Tufton introduced a five-hundred-million-dollar Community Arranged Response Effort (CARE) fund for about two years of community, faith-based, and civil-society projects tied to non-communicable disease prevention, with proposals invited from Monday, 15 June, across ten themes spanning family support, isolation, mental health, and substance misuse.
A national fertility and family support strategy is to be drafted within twelve months through a multi-stakeholder task force weighing child credits and allowances, leave changes, subsidised childcare and early childhood expansion, wider public infertility and male reproductive health services, and parenting education. Officials cite fertility near one point three children per woman, under the roughly two point one replacement rate, with implications for the economy, labour pool, and ageing society.

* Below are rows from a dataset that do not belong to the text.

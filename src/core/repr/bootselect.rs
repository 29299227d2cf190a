use std;
use std::fmt::{
    Debug,
    Display,
    Formatter,
    Result as FmtResult,
};

use core::repr::ethernet::Frame;
use {
    Error,
    Result,
};

/// Width of the entry field in a data frame, including the zero terminator.
pub const ENTRY_FIELD_LEN: usize = 64;

/// Wire size of a request frame, an Ethernet header with no payload.
pub const REQUEST_FRAME_LEN: usize = Frame::<&'static [u8]>::HEADER_LEN;

/// Wire size of a data frame, the larger of the two frame kinds.
pub const DATA_FRAME_LEN: usize = Frame::<&'static [u8]>::HEADER_LEN + ENTRY_FIELD_LEN;

/// Boot menu entry identifier carried in a data frame.
///
/// Stored zero padded to the wire field width so the serialized field is
/// always terminated within its fixed capacity.
#[derive(Clone, Copy, PartialEq, Eq)]
pub struct Entry {
    field: [u8; ENTRY_FIELD_LEN],
    len: usize,
}

impl Entry {
    /// Maximum length of an entry, one less than the field width to leave
    /// room for the terminator.
    pub const MAX_LEN: usize = ENTRY_FIELD_LEN - 1;

    /// Tries to create an entry from a byte slice.
    ///
    /// Entries longer than MAX_LEN or containing a zero byte are rejected,
    /// never truncated.
    pub fn try_new(entry: &[u8]) -> Result<Entry> {
        if entry.len() > Self::MAX_LEN {
            return Err(Error::Exhausted);
        } else if entry.iter().any(|&byte| byte == 0) {
            return Err(Error::Malformed);
        }

        let mut field = [0; ENTRY_FIELD_LEN];
        field[.. entry.len()].copy_from_slice(entry);

        Ok(Entry {
            field,
            len: entry.len(),
        })
    }

    /// Reads an entry from a wire field, stopping at the first zero byte.
    ///
    /// The entry length is capped at MAX_LEN even for an unterminated field
    /// so a hostile buffer can never be read as an unbounded string.
    pub fn from_field(field: &[u8]) -> Entry {
        let bounded = if field.len() > ENTRY_FIELD_LEN {
            &field[.. ENTRY_FIELD_LEN]
        } else {
            field
        };

        let len = bounded
            .iter()
            .position(|&byte| byte == 0)
            .unwrap_or(std::cmp::min(bounded.len(), Self::MAX_LEN));

        let mut entry = Entry {
            field: [0; ENTRY_FIELD_LEN],
            len,
        };
        entry.field[.. len].copy_from_slice(&bounded[.. len]);
        entry
    }

    /// Returns the entry text without padding.
    pub fn as_bytes(&self) -> &[u8] {
        &self.field[.. self.len]
    }

    /// Returns the entry as a zero padded wire field.
    pub fn as_field(&self) -> &[u8; ENTRY_FIELD_LEN] {
        &self.field
    }
}

impl Display for Entry {
    fn fmt(&self, f: &mut Formatter) -> FmtResult {
        write!(f, "{}", String::from_utf8_lossy(self.as_bytes()))
    }
}

impl Debug for Entry {
    fn fmt(&self, f: &mut Formatter) -> FmtResult {
        write!(f, "Entry({})", self)
    }
}

/// A boot selection frame payload.
///
/// A request carries no payload at all; its broadcast destination is what
/// marks it as a request. A data frame carries exactly one entry field.
#[derive(Clone, Debug, PartialEq, Eq)]
pub enum Bootselect {
    Request,
    Data { entry: Entry },
}

impl Bootselect {
    /// Returns the size of the payload when serialized to a buffer.
    pub fn buffer_len(&self) -> usize {
        match *self {
            Bootselect::Request => 0,
            Bootselect::Data { .. } => ENTRY_FIELD_LEN,
        }
    }

    /// Serializes the payload into a buffer, zero filling the remainder of
    /// the entry field.
    ///
    /// You should ensure buffer has at least buffer_len() bytes to avoid errors.
    pub fn serialize(&self, buffer: &mut [u8]) -> Result<()> {
        if self.buffer_len() > buffer.len() {
            return Err(Error::Exhausted);
        }

        match *self {
            Bootselect::Request => {}
            Bootselect::Data { ref entry } => {
                buffer[.. ENTRY_FIELD_LEN].copy_from_slice(entry.as_field());
            }
        };

        Ok(())
    }

    /// Deserializes a payload from a buffer.
    ///
    /// The buffer length is trusted to have been capped by the packet filter;
    /// anything larger than the entry field is rejected, and the entry itself
    /// is read with a defensive length cap, never from a length the sender
    /// controls.
    pub fn deserialize(payload: &[u8]) -> Result<Bootselect> {
        if payload.is_empty() {
            Ok(Bootselect::Request)
        } else if payload.len() > ENTRY_FIELD_LEN {
            Err(Error::Exhausted)
        } else {
            Ok(Bootselect::Data {
                entry: Entry::from_field(payload),
            })
        }
    }
}
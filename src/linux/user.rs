use std;

use libc;

use {
    Error,
    Result,
};

/// Account the server runs as once privileged setup is done.
pub const SERVICE_USER: &'static str = "bootselect";

const SERVICE_USER_C: &'static str = "bootselect\0";

/// Switches the process to the unprivileged service account.
///
/// Must run after the raw socket and its filter exist; only socket creation
/// and filter installation need elevated rights.
pub fn drop_privileges() -> Result<()> {
    unsafe {
        let user = libc::getpwnam(SERVICE_USER_C.as_ptr() as *const libc::c_char);

        if user.is_null() {
            return Err(Error::Address);
        }

        // Group first; after setuid the process can no longer change it.
        if libc::setgid((*user).pw_gid) == -1 {
            return Err(Error::IO(std::io::Error::last_os_error()));
        }

        if libc::setuid((*user).pw_uid) == -1 {
            return Err(Error::IO(std::io::Error::last_os_error()));
        }

        Ok(())
    }
}
use std;

use libc;

use core::service::Service;
use linux::dev::RawSock;
use linux::fifo::ConfigFifo;
use {
    Error,
    Result,
};

const LISTEN_SOCKET: u64 = 0;

const CONFIG_FIFO: u64 = 1;

/// Event loop multiplexing the raw socket and the configuration pipe.
///
/// Exactly two sources are ever registered. Each wake up dispatches the
/// ready sources one at a time to completion on the calling thread, so
/// table reloads and request lookups are strictly serialized.
pub struct Server {
    service: Service<RawSock>,
    fifo: ConfigFifo,
    epfd: libc::c_int,
}

impl Server {
    pub fn new(service: Service<RawSock>, fifo: ConfigFifo) -> Result<Server> {
        let epfd = unsafe { libc::epoll_create1(0) };

        if epfd == -1 {
            return Err(Error::IO(std::io::Error::last_os_error()));
        }

        let server = Server {
            service,
            fifo,
            epfd,
        };

        server.register(server.service.dev().fd(), LISTEN_SOCKET)?;
        server.register(server.fifo.fd(), CONFIG_FIFO)?;

        Ok(server)
    }

    fn register(&self, fd: libc::c_int, token: u64) -> Result<()> {
        let mut event = libc::epoll_event {
            events: libc::EPOLLIN as u32,
            u64: token,
        };

        if unsafe { libc::epoll_ctl(self.epfd, libc::EPOLL_CTL_ADD, fd, &mut event) } == -1 {
            return Err(Error::IO(std::io::Error::last_os_error()));
        }

        Ok(())
    }

    /// Runs the dispatch loop until an unrecoverable error.
    ///
    /// The wait has no timeout; the server sleeps until a frame or a config
    /// write arrives.
    pub fn run(&mut self) -> Result<()> {
        loop {
            let mut events: [libc::epoll_event; 2] = unsafe { std::mem::zeroed() };

            let count = unsafe {
                libc::epoll_wait(
                    self.epfd,
                    events.as_mut_ptr(),
                    events.len() as libc::c_int,
                    -1,
                )
            };

            if count <= 0 {
                let err = std::io::Error::last_os_error();
                if err.raw_os_error() == Some(libc::EINTR) {
                    continue;
                }
                return Err(Error::IO(err));
            }

            for event in &events[.. count as usize] {
                // A pipe with no writer attached reports HUP on every wait;
                // reading it here would spin without ever blocking.
                if event.events == libc::EPOLLHUP as u32 {
                    continue;
                }

                match event.u64 {
                    LISTEN_SOCKET => self.service.recv()?,
                    CONFIG_FIFO => self.reload(),
                    token => unreachable!("readiness for unregistered source {}", token),
                }
            }
        }
    }

    fn reload(&mut self) {
        match self.fifo.read() {
            // The writing end closed with nothing queued; not a reload and
            // not a reason to stop.
            Ok(ref bytes) if bytes.is_empty() => {}
            Ok(bytes) => {
                let updates = self.service.reload(&bytes);
                info!("config reload applied {} update(s).", updates);
            }
            Err(err) => warn!("ConfigFifo::read(...) failed with {:?}.", err),
        };
    }
}

impl Drop for Server {
    fn drop(&mut self) {
        unsafe {
            libc::close(self.epfd);
        }
    }
}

Tufton said the state was not urging births for statistics but aimed to make family formation affordable and structurally supported.
An 11 May United Nations Development Programme regional study, Democracies Under Pressure: Re-imagining the Futures of Democracy and Development in Latin America and the Caribbean, ranks Jamaica highest in the Caribbean on the 2025 electoral democracy index at zero point eight, with 1990s-era marks near zero point seven five to zero point eight two, fifty-three per cent naming democracy as the best system, and watchdogs including National Integrity Action and the Jamaica Accountability Meter Portal tracking public contracts and spending.